Licensed under the Apache License, Version 2.0 (the "License");
you may not use this file except in compliance with the License.
You may obtain a copy of the License at
http://www.apache.org/licenses/LICENSE-2.0
Unless required by applicable law or agreed to in writing, software
distributed under the License is distributed on an "AS IS" BASIS,
WITHOUT WARRANTIES OR CONDITIONS OF ANY KIND, either express or implied.

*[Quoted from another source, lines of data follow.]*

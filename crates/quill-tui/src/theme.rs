//! Render colors, resolved once from config at startup.
//!
//! Render functions read the theme from `AppState` instead of consulting any
//! global, so tests can construct state with a known palette.

use quill_core::config::Config;
use ratatui::style::Color;

/// Colors used by the render functions.
#[derive(Debug, Clone, Copy)]
pub struct Theme {
    /// Accent for prompts, selection, and user messages.
    pub accent: Color,
    /// De-emphasized chrome: hints, borders, separators.
    pub dim: Color,
    /// Transient warnings in the status area.
    pub warning: Color,
}

impl Default for Theme {
    fn default() -> Self {
        Self {
            accent: Color::Cyan,
            dim: Color::DarkGray,
            warning: Color::Yellow,
        }
    }
}

impl Theme {
    /// Builds the theme from config, falling back to defaults for a missing
    /// or unparseable accent. Accepts ratatui color names and hex values.
    pub fn from_config(config: &Config) -> Self {
        let mut theme = Self::default();
        if let Some(accent) = config.accent.as_deref()
            && let Ok(color) = accent.parse::<Color>()
        {
            theme.accent = color;
        }
        theme
    }
}
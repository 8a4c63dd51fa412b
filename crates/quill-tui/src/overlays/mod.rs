//! Overlay modules for the TUI.
//!
//! Overlays are modal UI components that temporarily take over keyboard input.
//! Each overlay is self-contained: it owns its state, key handler, and render function.
//!
//! ## Module Structure
//!
//! - `command_palette.rs`: Command palette (`/` when the draft is empty)
//! - `file_completion.rs`: File completion popup triggered by `@`
//! - `quit_confirm.rs`: Quit confirmation dialog
//! - `render_utils.rs`: Shared rendering utilities for overlays
//! - `update.rs`: Overlay key handling and update logic
//!
//! ## Extension Trait
//!
//! `OverlayExt` provides convenience methods for `Option<Overlay>` to encapsulate
//! the common patterns used in the reducer.

pub mod command_palette;
pub mod file_completion;
pub mod quit_confirm;
pub mod render_utils;
mod update;

pub use command_palette::CommandPaletteState;
use crossterm::event::KeyEvent;
pub use file_completion::{FileCompletionState, FileMatch};
pub use quit_confirm::QuitConfirmState;
use ratatui::Frame;
use ratatui::layout::Rect;
// Re-export update functions
pub use update::{handle_files_listed, handle_overlay_key};

use crate::effects::UiEffect;
use crate::mutations::StateMutation;
use crate::state::TuiState;
use crate::theme::Theme;

// ============================================================================
// OverlayRequest / OverlayTransition / OverlayUpdate
// ============================================================================

/// Requests to open a new overlay.
#[derive(Debug)]
pub enum OverlayRequest {
    CommandPalette,
    FileCompletion {
        /// Byte offset of the `@` in the draft.
        anchor: usize,
    },
    QuitConfirm,
}

/// Transition returned by overlay key handlers.
#[derive(Debug)]
pub enum OverlayTransition {
    Stay,
    Close,
    Open(OverlayRequest),
}

/// Update returned by overlay key handlers.
#[derive(Debug)]
pub struct OverlayUpdate {
    pub transition: OverlayTransition,
    pub mutations: Vec<StateMutation>,
    pub effects: Vec<UiEffect>,
}

impl OverlayUpdate {
    fn new(transition: OverlayTransition) -> Self {
        Self {
            transition,
            mutations: Vec::new(),
            effects: Vec::new(),
        }
    }

    pub fn stay() -> Self {
        Self::new(OverlayTransition::Stay)
    }

    pub fn close() -> Self {
        Self::new(OverlayTransition::Close)
    }

    pub fn open(request: OverlayRequest) -> Self {
        Self::new(OverlayTransition::Open(request))
    }

    #[must_use]
    pub fn with_mutations(mut self, mutations: Vec<StateMutation>) -> Self {
        self.mutations = mutations;
        self
    }

    #[must_use]
    pub fn with_ui_effects(mut self, effects: Vec<UiEffect>) -> Self {
        self.effects = effects;
        self
    }
}

// ============================================================================
// Overlay
// ============================================================================

#[derive(Debug)]
pub enum Overlay {
    CommandPalette(CommandPaletteState),
    FileCompletion(FileCompletionState),
    QuitConfirm(QuitConfirmState),
}

impl Overlay {
    pub fn render(&self, frame: &mut Frame, area: Rect, input_y: u16, theme: &Theme) {
        match self {
            Overlay::CommandPalette(p) => p.render(frame, area, input_y, theme),
            Overlay::FileCompletion(c) => c.render(frame, area, input_y, theme),
            Overlay::QuitConfirm(q) => q.render(frame, area, input_y, theme),
        }
    }

    pub fn handle_key(&mut self, tui: &TuiState, key: KeyEvent) -> OverlayUpdate {
        match self {
            Overlay::CommandPalette(p) => p.handle_key(tui, key),
            Overlay::FileCompletion(c) => c.handle_key(&tui.editor, key),
            Overlay::QuitConfirm(q) => q.handle_key(key),
        }
    }

    pub fn as_file_completion_mut(&mut self) -> Option<&mut FileCompletionState> {
        match self {
            Overlay::FileCompletion(c) => Some(c),
            _ => None,
        }
    }
}

// ============================================================================
// OverlayExt - Extension trait for Option<Overlay>
// ============================================================================

/// Extension trait for `Option<Overlay>` providing convenience render helpers.
pub trait OverlayExt {
    /// Renders the overlay if one is active.
    fn render(&self, frame: &mut Frame, area: Rect, input_y: u16, theme: &Theme);
}

impl OverlayExt for Option<Overlay> {
    fn render(&self, frame: &mut Frame, area: Rect, input_y: u16, theme: &Theme) {
        if let Some(overlay) = self {
            overlay.render(frame, area, input_y, theme);
        }
    }
}
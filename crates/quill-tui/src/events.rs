//! UI event types.
//!
//! Everything the runtime feeds to the reducer is a `UiEvent`: terminal
//! input, the periodic tick, and the results of async work arriving through
//! the inbox channel.

use std::path::PathBuf;

use quill_core::attachment::{Attachment, AttachmentError};

use crate::common::{TaskCompleted, TaskKind, TaskStarted};

/// Events consumed by the reducer.
#[derive(Debug)]
pub enum UiEvent {
    /// Periodic tick for animations and timed state (notice expiry).
    Tick,

    /// A raw terminal event (key press, paste, resize).
    Terminal(crossterm::event::Event),

    /// An async task started; the reducer records it for progress and
    /// cancellation.
    TaskStarted { kind: TaskKind, started: TaskStarted },

    /// An async task finished. The boxed inner event is re-dispatched if the
    /// task is still the active one for its kind.
    TaskCompleted {
        kind: TaskKind,
        completed: TaskCompleted<Box<UiEvent>>,
    },

    /// Project file listing finished (for the completion popup).
    FilesListed { result: Result<Vec<PathBuf>, String> },

    /// A pasted path finished loading as an attachment, or was rejected.
    FilePicked {
        result: Result<Attachment, RejectedPaste>,
    },

    /// The external editor closed.
    ///
    /// `Ok(Some(text))` carries the edited draft, `Ok(None)` means the editor
    /// exited nonzero and the edit is discarded.
    EditorFinished {
        result: Result<Option<String>, String>,
    },

    /// The agent produced a reply to the last message.
    AgentReplied { text: String },
}

/// A paste that did not become an attachment.
///
/// Carries the original pasted text so the reducer can fall back to
/// inserting it literally.
#[derive(Debug)]
pub struct RejectedPaste {
    pub text: String,
    pub reason: AttachmentError,
}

See the License for the specific language governing permissions and
limitations under the License. */
#pragma once
#include <fstream>
#include <memory>
#include <mutex> // NOLINT
#include <string>
#include <thread> // NOLINT
#include <vector>
#include "paddle/fluid/framework/data_feed.pb.h"
#include "paddle/fluid/framework/lod_tensor.h"
#include "paddle/fluid/framework/reader.h"
#include "paddle/fluid/framework/variable.h"
#include "paddle/fluid/operators/reader/blocking_queue.h"
namespace paddle {
namespace framework {
// DataFeed is the base virtual class for all ohther DataFeeds.
// It is used to read files and parse the data for subsequent trainer.
// Example:
// DataFeed* reader =
// paddle::framework::DataFeedFactory::CreateDataFeed(data_feed_name);
// reader->Init(data_feed_desc); // data_feed_desc is a protobuf object
// reader->SetFileList(filelist);
// const std::vector<std::string> & use_slot_alias =
// reader->GetUseSlotAlias();
// for (auto name: use_slot_alias){ // for binding memory
// reader->AddFeedVar(scope->Var(name), name);
// }
// reader->Start();
// while (reader->Next()) {
// // trainer do something
// }
class DataFeed {
public:
DataFeed() {}
virtual ~DataFeed() {}
virtual void Init(const paddle::framework::DataFeedDesc& data_feed_desc) = 0;
virtual bool CheckFile(const char* filename) {
PADDLE_THROW("This function(CheckFile) is not implemented.");
}
// Set filelist for DataFeed.
// Pay attention that it must init all readers before call this function.
// Otherwise, Init() function will init finish_set_filelist_ flag.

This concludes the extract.